Set down the lines of the data exactly, starting at the first and stopping after the line containing "pub struct LatencySimulator".

Dataset entries
----
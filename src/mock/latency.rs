//! Simulated upstream latency.

use rand::Rng;
use std::time::Duration;

use crate::observability::metrics;

/// Milliseconds per unit of the exponential draw.
const UNIT_MS: f64 = 100.0;

/// Draws replay delays from an exponential distribution with rate `lambda`.
///
/// The mean delay is `100 / lambda` milliseconds. A non-positive rate disables the delay.
#[derive(Debug, Clone, Copy)]
pub struct LatencySimulator {
    lambda: f64,
    max_delay: Duration,
}

impl LatencySimulator {
    pub fn new(lambda: f64, max_delay: Duration) -> Self {
        Self { lambda, max_delay }
    }

    pub fn disabled() -> Self {
        Self::new(0.0, Duration::ZERO)
    }

    pub fn is_enabled(&self) -> bool {
        self.lambda.is_finite() && self.lambda > 0.0
    }

    /// Draw a delay, or `None` when disabled.
    pub fn sample(&self) -> Option<Duration> {
        if !self.is_enabled() {
            return None;
        }
        let u: f64 = rand::thread_rng().gen();
        Some(self.delay_for(u))
    }

    /// Delay for the uniform draw `u` in `[0, 1)`, by inverse-transform sampling.
    pub fn delay_for(&self, u: f64) -> Duration {
        let exp_sample = -(1.0 - u.clamp(0.0, 1.0 - f64::EPSILON)).ln();
        let millis = (exp_sample / self.lambda * UNIT_MS).min(self.max_delay.as_secs_f64() * 1000.0);
        if millis.is_nan() || millis <= 0.0 {
            return Duration::ZERO;
        }
        Duration::from_secs_f64(millis / 1000.0).min(self.max_delay)
    }

    /// Sleep for one sampled delay. Returns the delay applied.
    pub async fn delay(&self) -> Duration {
        let Some(delay) = self.sample() else {
            return Duration::ZERO;
        };
        tracing::debug!(delay_ms = delay.as_millis() as u64, "Simulating latency");
        metrics::record_mock_latency(delay);
        tokio::time::sleep(delay).await;
        delay
    }
}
----
• _Your solution_
filename src/mock/latency.rs
//! Simulated upstream latency.

use rand::Rng;
use std::time::Duration;

use crate::observability::metrics;

/// Milliseconds per unit of the exponential draw.
const UNIT_MS: f64 = 100.0;

/// Draws replay delays from an exponential distribution with rate `lambda`.
///
/// The mean delay is `100 / lambda` milliseconds. A non-positive rate disables the delay.
#[derive(Debug, Clone, Copy)]
pub struct LatencySimulator {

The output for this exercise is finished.